Task prompt
All that should appear is the run of lines from the one containing "fn main() ->" through the end of the records, each repeated exactly.

Stored items:
· · · ·
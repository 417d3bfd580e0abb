pub mod adapter;
pub mod catalogue;
pub mod config;
pub mod error;
pub mod lockout;
pub mod ports;
pub mod state;

pub use adapter::{
    BaselineAdapter, ButtonAdapter, ButtonLayout, ConditionAdapter, ConditionAdapters, VoiceAdapter,
};
pub use catalogue::{InstructionCatalogue, TrialSequence};
pub use config::StudyConfig;
pub use error::{StudyError, StudyResult};
pub use lockout::SelectionLockout;
pub use ports::{AudioCue, ButtonSurface, LogSink, MemoryLogSink, Presenter, VoiceRecognizer};
pub use state::{Collaborators, TrialStateMachine, POSITIVE_FEEDBACK_CUE, WAITING_PLACEHOLDER};
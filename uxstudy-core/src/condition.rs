use std::fmt;
use std::str::FromStr;

use serde::{Deserialize, Serialize};
use thiserror::Error;

/// Interaction modality a participant completes the trial sequence under.
#[derive(Copy, Debug, Clone, PartialEq, Eq, Hash, Serialize, Deserialize)]
pub enum Condition {
    Voice,
    Touchscreen,
    Controller,
    Baseline,
}

impl Condition {
    pub const ALL: [Condition; 4] = [
        Condition::Voice,
        Condition::Touchscreen,
        Condition::Controller,
        Condition::Baseline,
    ];

    pub fn name(&self) -> &'static str {
        match self {
            Self::Voice => "Voice",
            Self::Touchscreen => "Touchscreen",
            Self::Controller => "Controller",
            Self::Baseline => "Baseline",
        }
    }

    /// Upper-case label used inside log tags.
    pub fn tag_label(&self) -> &'static str {
        match self {
            Self::Voice => "VOICE",
            Self::Touchscreen => "TOUCHSCREEN",
            Self::Controller => "CONTROLLER",
            Self::Baseline => "BASELINE",
        }
    }

    pub fn start_marker(&self) -> String {
        format!("[START {} CONDITION]", self.tag_label())
    }

    pub fn end_marker(&self) -> String {
        format!("[END {} CONDITION]", self.tag_label())
    }

    pub fn selection_tag(&self) -> String {
        format!("[{}]", self.tag_label())
    }

    /// Has on-screen or physical buttons that the lockout gates.
    pub fn has_button_input(&self) -> bool {
        matches!(self, Self::Touchscreen | Self::Controller)
    }
}

impl fmt::Display for Condition {
    fn fmt(&self, f: &mut fmt::Formatter<'_>) -> fmt::Result {
        f.write_str(self.name())
    }
}

/// A condition name that does not match any of the four modalities.
#[derive(Debug, Clone, PartialEq, Eq, Error)]
#[error("condition not found: {name:?}")]
pub struct UnknownCondition {
    pub name: String,
}

impl UnknownCondition {
    pub fn new(name: impl Into<String>) -> Self {
        Self { name: name.into() }
    }

    /// No condition has been selected yet.
    pub fn none() -> Self {
        Self::new("<none>")
    }
}

impl FromStr for Condition {
    type Err = UnknownCondition;

    fn from_str(s: &str) -> Result<Self, Self::Err> {
        Condition::ALL
            .into_iter()
            .find(|c| c.name().eq_ignore_ascii_case(s))
            .ok_or_else(|| UnknownCondition::new(s))
    }
}
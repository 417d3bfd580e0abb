mod app;
mod console;
mod session;
mod sink;
mod telemetry;

use clap::Parser;

use app::{App, Cli};

fn main() -> anyhow::Result<()> {
    telemetry::init_tracing()?;
    let app = App::new(Cli::parse())?;
    app.run()?;

    Ok(())
}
· · · ·
Reply
fn main() -> anyhow::Result<()> {
    telemetry::init_tracing()?;
    let app = App::new(Cli::parse())?;
    app.run()?;

    Ok(())
}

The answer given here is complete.